The potential impact on public health is sobering. Loneliness has been found to be a risk factor for cardiovascular disease and stroke. It can lower your immunity. It increases the chance of developing type 2 diabetes. It can worsen sleep habits, not to mention it can make you almost 30 percent more likely to die sooner than someone who isn’t lonely.
“Loneliness is a significant risk factor for premature mortality,” says Juliane Holt-Lunstad, a psychology professor at Brigham Young University who has studied the connection between loneliness and health problems. “Given all the health complications, many people are grappling with what we can do about loneliness, and they don’t think we have a good answer at this point.”
While Holt-Lunstad sees value in developing a pill that addresses disrupted brain signals that can exacerbate loneliness, she’s also concerned that it could be overused. “If we don’t give physicians and other health care professionals the tools to deal with loneliness,” she says, “and all they have in their toolbox is a prescription, that’s all people will get.”
It’s important, she adds, that being socially connected needs to be seen as much a part of a healthy lifestyle as eating right and exercising.
“Those connections can be very important as we go through life transitions, whether it’s adolescence or transitions to parenthood or transitions to retirement,” Holt-Lunstad says. “That’s when people might be at the highest risk of becoming disconnected. How do we better equip people to start thinking about this as part of their healthier lifestyle?”
Shutting down a lonely mind
Cacioppo agrees that, by itself, a pill is not the answer to treating loneliness. “We think about this medication as an adjunct therapy to go along with exercises that you can practice every day when you interact with others," she says. “Because the fight with loneliness is a daily fight.”
Cacioppo understands this in a deeply personal way. Last year, her husband John, a noted loneliness researcher with whom she worked every day, died. She was devastated.

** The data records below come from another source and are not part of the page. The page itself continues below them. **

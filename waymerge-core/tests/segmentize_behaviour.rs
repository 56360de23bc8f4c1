//! Behavioural tests for `segmentize`.

use geo::Point;
use rstest::fixture;
use rstest_bdd_macros::{given, scenario, then, when};
use std::{cell::RefCell, fs, path::PathBuf};
use waymerge_core::test_support::line;
use waymerge_core::{Geometry, GeometryError, segmentize};

type Outcome = RefCell<Option<Result<Geometry, GeometryError>>>;

#[fixture]
fn geometry() -> RefCell<Geometry> {
    RefCell::new(Geometry::Null)
}

#[fixture]
fn outcome() -> Outcome {
    RefCell::new(None)
}

#[given("a line from 0 0 to 1 0")]
fn given_unit_line(#[from(geometry)] geometry: &RefCell<Geometry>) {
    *geometry.borrow_mut() = Geometry::from(line(&[(0.0, 0.0), (1.0, 0.0)]));
}

#[given("a line through 0 0, 1 2 and 2 2")]
fn given_short_line(#[from(geometry)] geometry: &RefCell<Geometry>) {
    *geometry.borrow_mut() = Geometry::from(line(&[(0.0, 0.0), (1.0, 2.0), (2.0, 2.0)]));
}

#[given("a line through 0 0, 1 0 and 3 0")]
fn given_mixed_line(#[from(geometry)] geometry: &RefCell<Geometry>) {
    *geometry.borrow_mut() = Geometry::from(line(&[(0.0, 0.0), (1.0, 0.0), (3.0, 0.0)]));
}

#[given("a point at 3 4")]
fn given_point(#[from(geometry)] geometry: &RefCell<Geometry>) {
    *geometry.borrow_mut() = Geometry::Point(Point::new(3.0, 4.0));
}

#[when("I segmentize with a limit of {limit}")]
fn when_segmentize(
    limit: f64,
    #[from(geometry)] geometry: &RefCell<Geometry>,
    #[from(outcome)] outcome: &Outcome,
) {
    *outcome.borrow_mut() = Some(segmentize(&geometry.borrow(), limit));
}

#[then("the segmentized geometry renders as {wkt}")]
fn then_renders(wkt: String, #[from(outcome)] outcome: &Outcome) {
    let borrowed = outcome.borrow();
    match borrowed.as_ref().expect("segmentize was attempted") {
        Ok(geometry) => assert_eq!(geometry.to_string(), wkt),
        Err(err) => panic!("expected a geometry, got {err}"),
    }
}

#[then("an invalid maximum length error is returned")]
fn then_invalid_length(#[from(outcome)] outcome: &Outcome) {
    let borrowed = outcome.borrow();
    match borrowed.as_ref().expect("segmentize was attempted") {
        Err(GeometryError::InvalidMaxLength { max_length }) => {
            assert!(max_length.abs() < f64::EPSILON, "unexpected limit {max_length}");
        }
        other => panic!("expected an invalid length error, got {other:?}"),
    }
}

#[then("an unsupported geometry error is returned")]
fn then_unsupported(#[from(outcome)] outcome: &Outcome) {
    let borrowed = outcome.borrow();
    match borrowed.as_ref().expect("segmentize was attempted") {
        Err(err @ GeometryError::UnsupportedGeometry { .. }) => {
            assert_eq!(err.to_string(), "segmentize does not support POINT geometries");
        }
        other => panic!("expected an unsupported geometry error, got {other:?}"),
    }
}

#[test]
fn scenario_indices_follow_feature_order() {
    let feature = PathBuf::from(env!("CARGO_MANIFEST_DIR")).join("tests/features/segmentize.feature");
    let contents = fs::read_to_string(&feature).unwrap_or_else(|err| {
        panic!("failed to read feature file {feature:?}: {err}");
    });
    let titles: Vec<&str> = contents
        .lines()
        .filter_map(|line| line.trim().strip_prefix("Scenario: "))
        .collect();
    assert_eq!(
        titles,
        [
            "halving a unit line",
            "keeping a short line whole",
            "splitting only the long span of a line",
            "rejecting a zero limit",
            "rejecting a point",
        ],
        "scenario order changed in feature file"
    );
}

#[scenario(path = "tests/features/segmentize.feature", index = 0)]
fn halving_a_unit_line(geometry: RefCell<Geometry>, outcome: Outcome) {
    let _ = (geometry, outcome);
}

#[scenario(path = "tests/features/segmentize.feature", index = 1)]
fn keeping_a_short_line_whole(geometry: RefCell<Geometry>, outcome: Outcome) {
    let _ = (geometry, outcome);
}

#[scenario(path = "tests/features/segmentize.feature", index = 2)]
fn splitting_only_the_long_span(geometry: RefCell<Geometry>, outcome: Outcome) {
    let _ = (geometry, outcome);
}

#[scenario(path = "tests/features/segmentize.feature", index = 3)]
fn rejecting_a_zero_limit(geometry: RefCell<Geometry>, outcome: Outcome) {
    let _ = (geometry, outcome);
}

#[scenario(path = "tests/features/segmentize.feature", index = 4)]
fn rejecting_a_point(geometry: RefCell<Geometry>, outcome: Outcome) {
    let _ = (geometry, outcome);
}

“He was the love of my life. We were always together, like twins. I did not think I could survive without him, but I am. I had to go on very long runs to shut down my lonely mind,” she says. “Fortunately, biology helped me. Because when we run, we have endorphins kick in. That really helped me."
Cacioppo acknowledges that not everyone can run a 10K every day after a tragedy. That's why she and her late husband thought about developing a pharmacological treatment that could help people make a new start in life and in social relationships.
“I’m living proof of my science," she says. "If I can recover from loneliness, anyone can.”